Despite its recent financial difficulties, Dublin has come twenty-fifth in a world wide survey of best cities to live, managing to hold onto exactly the same position it had in 2008 – and even improving its score a little on last year. 

The 2009 Worldwide Quality of Living Survey, from the global consultancy firm, Mercer, looks at 215 cities and measures 39 different aspects of city life, which include banking services, internal stability and crime. It also takes cultural factors like restaurants, theatres, cinemas and sports facilities into account. 

Dublin beat San Francisco, Paris, London and New York as a city where life is comfortable and safe for its citizens. 

Dublin’s infrastructure let it down, Patrick Robinson of Mercer in Ireland told the Irish Times. Its traffic congestion and poor transport system gave it a low ranking in that category.

But the high quality of education in Dublin and the absence of infectious diseases helped boost the city’s overall score. 

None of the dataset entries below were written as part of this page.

use crate::error::ImageError;

/// Width and height of a raster, in pixels.
///
/// ```
/// use kuwahara_image::ImageSize;
///
/// let size: ImageSize = [640, 480].into();
/// assert_eq!(size.num_pixels(), 640 * 480);
/// assert_eq!(size.to_string(), "640x480");
/// ```
#[derive(Clone, Copy, Debug, PartialEq, Eq, Hash)]
pub struct ImageSize {
    /// Number of columns.
    pub width: usize,
    /// Number of rows.
    pub height: usize,
}

impl ImageSize {
    /// Number of pixels covered by this size.
    pub fn num_pixels(&self) -> usize {
        self.width * self.height
    }

    /// Whether the size covers no pixels at all.
    pub fn is_empty(&self) -> bool {
        self.width == 0 || self.height == 0
    }
}

impl std::fmt::Display for ImageSize {
    fn fmt(&self, f: &mut std::fmt::Formatter) -> std::fmt::Result {
        write!(f, "{}x{}", self.width, self.height)
    }
}

/// `[width, height]`
impl From<[usize; 2]> for ImageSize {
    fn from([width, height]: [usize; 2]) -> Self {
        ImageSize { width, height }
    }
}

/// A dense raster with `CHANNELS` interleaved values per pixel.
///
/// Rows are stored top to bottom, so channel `ch` of the pixel at column `x` and
/// row `y` lives at `(y * width + x) * CHANNELS + ch`. Every stage of the filter
/// reads and writes this type: RGB inputs, three channel tensor fields and single
/// channel scalar fields alike.
#[derive(Clone, Debug, PartialEq)]
pub struct Image<T, const CHANNELS: usize> {
    size: ImageSize,
    data: Vec<T>,
}

impl<T, const CHANNELS: usize> Image<T, CHANNELS> {
    /// Wrap an interleaved buffer of `width * height * CHANNELS` values.
    ///
    /// Fails with [`ImageError::InvalidChannelShape`] when the buffer length does
    /// not match `size`.
    ///
    /// ```
    /// use kuwahara_image::Image;
    ///
    /// // a 2x1 RGB raster: one red and one blue pixel
    /// let rgb = Image::<f32, 3>::new([2, 1].into(), vec![1.0, 0.0, 0.0, 0.0, 0.0, 1.0])?;
    /// assert_eq!(rgb.get_pixel(1, 0, 2)?, 1.0);
    ///
    /// assert!(Image::<f32, 3>::new([2, 1].into(), vec![0.0; 5]).is_err());
    /// # Ok::<(), kuwahara_image::ImageError>(())
    /// ```
    pub fn new(size: ImageSize, data: Vec<T>) -> Result<Self, ImageError> {
        let expected = size.num_pixels() * CHANNELS;
        if data.len() != expected {
            return Err(ImageError::InvalidChannelShape(data.len(), expected));
        }
        Ok(Self { size, data })
    }

    /// A raster of the given size with every value set to `val`.
    ///
    /// Mostly used to allocate the output of a stage before it runs.
    pub fn from_size_val(size: ImageSize, val: T) -> Result<Self, ImageError>
    where
        T: Clone,
    {
        Image::new(size, vec![val; size.num_pixels() * CHANNELS])
    }

    /// Width and height in pixels.
    pub fn size(&self) -> ImageSize {
        self.size
    }

    /// Alias of [`Image::width`], for row/column loops.
    pub fn cols(&self) -> usize {
        self.size.width
    }

    /// Alias of [`Image::height`], for row/column loops.
    pub fn rows(&self) -> usize {
        self.size.height
    }

    /// Number of columns.
    pub fn width(&self) -> usize {
        self.size.width
    }

    /// Number of rows.
    pub fn height(&self) -> usize {
        self.size.height
    }

    /// `CHANNELS`, as a value.
    pub fn num_channels(&self) -> usize {
        CHANNELS
    }

    /// The interleaved values, row by row.
    pub fn as_slice(&self) -> &[T] {
        &self.data
    }

    /// Mutable view of the interleaved values.
    pub fn as_slice_mut(&mut self) -> &mut [T] {
        &mut self.data
    }

    fn offset(&self, x: usize, y: usize, ch: usize) -> Result<usize, ImageError> {
        let ImageSize { width, height } = self.size;
        if x >= width || y >= height {
            return Err(ImageError::PixelIndexOutOfBounds(x, y, width, height));
        }
        if ch >= CHANNELS {
            return Err(ImageError::ChannelIndexOutOfBounds(ch, CHANNELS));
        }
        Ok((y * width + x) * CHANNELS + ch)
    }

    /// Channel `ch` of the pixel at column `x` and row `y`.
    pub fn get_pixel(&self, x: usize, y: usize, ch: usize) -> Result<T, ImageError>
    where
        T: Copy,
    {
        self.offset(x, y, ch).map(|idx| self.data[idx])
    }

    /// Overwrite channel `ch` of the pixel at column `x` and row `y`.
    pub fn set_pixel(&mut self, x: usize, y: usize, ch: usize, val: T) -> Result<(), ImageError> {
        let idx = self.offset(x, y, ch)?;
        self.data[idx] = val;
        Ok(())
    }

    /// Copy one channel out into a single channel raster, e.g. `J11` out of a
    /// tensor field.
    pub fn channel(&self, ch: usize) -> Result<Image<T, 1>, ImageError>
    where
        T: Clone,
    {
        if ch >= CHANNELS {
            return Err(ImageError::ChannelIndexOutOfBounds(ch, CHANNELS));
        }
        let plane = self.data[ch..].iter().step_by(CHANNELS).cloned().collect();
        Image::new(self.size, plane)
    }

    /// Convert every value to `U` and multiply it by `scale`.
    ///
    /// Used to bring decoded 8 bit pixels into the `[0, 1]` range the filter
    /// works in. Fails with [`ImageError::CastError`] when a value is not
    /// representable in `U`.
    ///
    /// ```
    /// use kuwahara_image::Image;
    ///
    /// let bytes = Image::<u8, 1>::new([3, 1].into(), vec![0, 64, 255])?;
    /// let scaled = bytes.cast_and_scale::<f32>(0.25)?;
    /// assert_eq!(scaled.as_slice(), &[0.0, 16.0, 63.75]);
    /// # Ok::<(), kuwahara_image::ImageError>(())
    /// ```
    pub fn cast_and_scale<U>(&self, scale: U) -> Result<Image<U, CHANNELS>, ImageError>
    where
        U: num_traits::NumCast + std::ops::Mul<Output = U> + Copy,
        T: num_traits::NumCast + Copy,
    {
        let data = self
            .data
            .iter()
            .map(|&v| {
                U::from(v)
                    .map(|u| u * scale)
                    .ok_or_else(|| ImageError::CastError(std::any::type_name::<U>().to_string()))
            })
            .collect::<Result<Vec<U>, ImageError>>()?;
        Image::new(self.size, data)
    }
}

#[cfg(test)]
mod tests {
    use crate::image::{Image, ImageError, ImageSize};

    #[test]
    fn image_size() {
        let size = ImageSize::from([10, 20]);
        assert_eq!(size.num_pixels(), 200);
        assert!(!size.is_empty());
        assert!(ImageSize::from([0, 3]).is_empty());
        assert_eq!(format!("{size}"), "10x20");
    }

    #[test]
    fn image_new_wrong_length() {
        let res = Image::<f32, 3>::new([2, 2].into(), vec![0.0; 11]);
        assert_eq!(res, Err(ImageError::InvalidChannelShape(11, 12)));
    }

    #[test]
    fn image_pixel_access() -> Result<(), ImageError> {
        let mut image = Image::<f32, 3>::from_size_val([3, 2].into(), 0.0)?;
        image.set_pixel(2, 1, 1, 0.25)?;

        assert_eq!(image.get_pixel(2, 1, 1)?, 0.25);
        assert_eq!(image.as_slice()[(3 + 2) * 3 + 1], 0.25);
        assert_eq!(
            image.get_pixel(3, 0, 0),
            Err(ImageError::PixelIndexOutOfBounds(3, 0, 3, 2))
        );
        assert_eq!(
            image.get_pixel(0, 0, 3),
            Err(ImageError::ChannelIndexOutOfBounds(3, 3))
        );
        Ok(())
    }

    #[test]
    fn image_channel() -> Result<(), ImageError> {
        let image = Image::<f32, 2>::new(
            ImageSize {
                width: 2,
                height: 1,
            },
            vec![0.0, 1.0, 2.0, 3.0],
        )?;

        assert_eq!(image.channel(0)?.as_slice(), &[0.0, 2.0]);
        assert_eq!(image.channel(1)?.as_slice(), &[1.0, 3.0]);
        assert!(image.channel(2).is_err());
        Ok(())
    }

    #[test]
    fn image_cast_and_scale() -> Result<(), ImageError> {
        let image = Image::<u8, 1>::new([3, 1].into(), vec![0, 2, 255])?;
        let image_f32 = image.cast_and_scale::<f32>(0.5)?;
        assert_eq!(image_f32.as_slice(), &[0.0, 1.0, 127.5]);

        let negative = Image::<f32, 1>::new([1, 1].into(), vec![-1.0])?;
        assert!(negative.cast_and_scale::<u8>(1).is_err());
        Ok(())
    }
}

Anyone with European Union citizenship should be rushing to Vienna, which has the highest quality of living in the world. In general, European cities dominate the list while American ones lag behind – Austrian, German and Swiss cities make up seven of the top ten. 

The Mercer survey distinguishes between quality of life, which is personal and subjective, and quality of living, which refers to more practical issues. All the cities are measured against New York, which has a score of 100.

Dublin’s score this year was 103.6 – just slightly better than in 2008, when it got 103.5.